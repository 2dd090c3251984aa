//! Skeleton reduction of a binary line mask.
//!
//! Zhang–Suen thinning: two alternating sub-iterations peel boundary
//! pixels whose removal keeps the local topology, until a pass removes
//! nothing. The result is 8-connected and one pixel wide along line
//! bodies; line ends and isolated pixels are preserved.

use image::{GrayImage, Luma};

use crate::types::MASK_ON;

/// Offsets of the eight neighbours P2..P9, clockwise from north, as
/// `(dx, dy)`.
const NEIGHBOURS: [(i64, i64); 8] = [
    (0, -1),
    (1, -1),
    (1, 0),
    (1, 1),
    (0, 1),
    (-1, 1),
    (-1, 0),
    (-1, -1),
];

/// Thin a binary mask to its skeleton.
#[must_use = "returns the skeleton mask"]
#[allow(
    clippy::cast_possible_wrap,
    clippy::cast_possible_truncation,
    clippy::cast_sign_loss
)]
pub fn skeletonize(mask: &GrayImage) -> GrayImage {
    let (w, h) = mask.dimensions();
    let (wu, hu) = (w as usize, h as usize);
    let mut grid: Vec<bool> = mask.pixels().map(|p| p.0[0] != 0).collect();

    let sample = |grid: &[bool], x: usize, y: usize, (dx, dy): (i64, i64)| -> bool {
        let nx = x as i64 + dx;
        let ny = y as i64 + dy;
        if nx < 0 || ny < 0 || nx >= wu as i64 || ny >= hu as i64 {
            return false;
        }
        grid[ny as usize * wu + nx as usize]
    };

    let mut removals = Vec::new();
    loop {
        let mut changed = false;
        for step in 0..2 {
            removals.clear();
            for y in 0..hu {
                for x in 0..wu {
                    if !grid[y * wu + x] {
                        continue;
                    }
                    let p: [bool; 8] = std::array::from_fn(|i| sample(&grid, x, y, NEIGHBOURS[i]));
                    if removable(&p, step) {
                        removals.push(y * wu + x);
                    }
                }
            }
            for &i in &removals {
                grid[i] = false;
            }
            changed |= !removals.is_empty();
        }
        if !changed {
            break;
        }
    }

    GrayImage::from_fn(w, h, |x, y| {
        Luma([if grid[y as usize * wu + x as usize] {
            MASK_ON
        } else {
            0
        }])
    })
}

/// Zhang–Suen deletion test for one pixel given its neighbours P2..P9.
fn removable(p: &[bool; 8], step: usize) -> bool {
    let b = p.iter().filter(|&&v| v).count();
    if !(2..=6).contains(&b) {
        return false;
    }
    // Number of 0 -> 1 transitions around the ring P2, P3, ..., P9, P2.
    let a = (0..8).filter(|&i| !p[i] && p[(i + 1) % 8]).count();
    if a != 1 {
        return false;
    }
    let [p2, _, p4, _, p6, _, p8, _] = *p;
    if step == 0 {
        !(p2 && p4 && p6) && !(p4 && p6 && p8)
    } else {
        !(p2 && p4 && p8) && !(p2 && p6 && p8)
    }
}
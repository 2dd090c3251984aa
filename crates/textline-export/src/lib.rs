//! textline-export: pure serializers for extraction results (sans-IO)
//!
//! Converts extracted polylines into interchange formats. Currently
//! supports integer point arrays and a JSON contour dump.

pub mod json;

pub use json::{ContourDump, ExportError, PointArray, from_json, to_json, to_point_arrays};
+---+
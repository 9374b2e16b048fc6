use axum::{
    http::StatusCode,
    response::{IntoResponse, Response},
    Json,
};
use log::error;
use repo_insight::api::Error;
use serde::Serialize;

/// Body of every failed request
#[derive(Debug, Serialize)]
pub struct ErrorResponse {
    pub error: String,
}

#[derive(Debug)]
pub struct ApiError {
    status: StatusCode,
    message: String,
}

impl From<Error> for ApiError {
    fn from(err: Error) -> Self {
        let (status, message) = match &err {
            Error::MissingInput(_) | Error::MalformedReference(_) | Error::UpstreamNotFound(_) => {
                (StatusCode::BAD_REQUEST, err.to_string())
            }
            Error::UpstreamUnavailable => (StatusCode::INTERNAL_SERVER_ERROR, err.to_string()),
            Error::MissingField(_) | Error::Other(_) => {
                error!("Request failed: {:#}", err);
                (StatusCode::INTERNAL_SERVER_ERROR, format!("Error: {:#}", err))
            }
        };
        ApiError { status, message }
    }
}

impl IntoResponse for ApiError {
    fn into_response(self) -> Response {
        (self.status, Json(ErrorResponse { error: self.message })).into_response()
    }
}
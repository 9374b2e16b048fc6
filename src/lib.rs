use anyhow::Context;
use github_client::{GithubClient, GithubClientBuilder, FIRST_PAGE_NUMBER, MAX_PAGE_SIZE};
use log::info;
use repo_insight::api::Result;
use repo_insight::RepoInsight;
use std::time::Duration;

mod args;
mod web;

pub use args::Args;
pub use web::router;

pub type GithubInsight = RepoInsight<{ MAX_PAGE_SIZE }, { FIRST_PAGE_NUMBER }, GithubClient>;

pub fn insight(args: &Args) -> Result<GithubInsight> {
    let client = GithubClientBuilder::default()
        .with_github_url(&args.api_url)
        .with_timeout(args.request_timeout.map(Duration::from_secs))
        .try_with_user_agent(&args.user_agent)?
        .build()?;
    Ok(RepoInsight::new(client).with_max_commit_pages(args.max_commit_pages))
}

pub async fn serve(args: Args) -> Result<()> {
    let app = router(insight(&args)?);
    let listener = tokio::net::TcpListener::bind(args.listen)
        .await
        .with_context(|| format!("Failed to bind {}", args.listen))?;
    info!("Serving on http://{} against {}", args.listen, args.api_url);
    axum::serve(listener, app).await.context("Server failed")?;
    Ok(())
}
+---+
The string "impl" marks the lines to return from the material. Copy each one.

impl From<Error> for ApiError {
impl IntoResponse for ApiError {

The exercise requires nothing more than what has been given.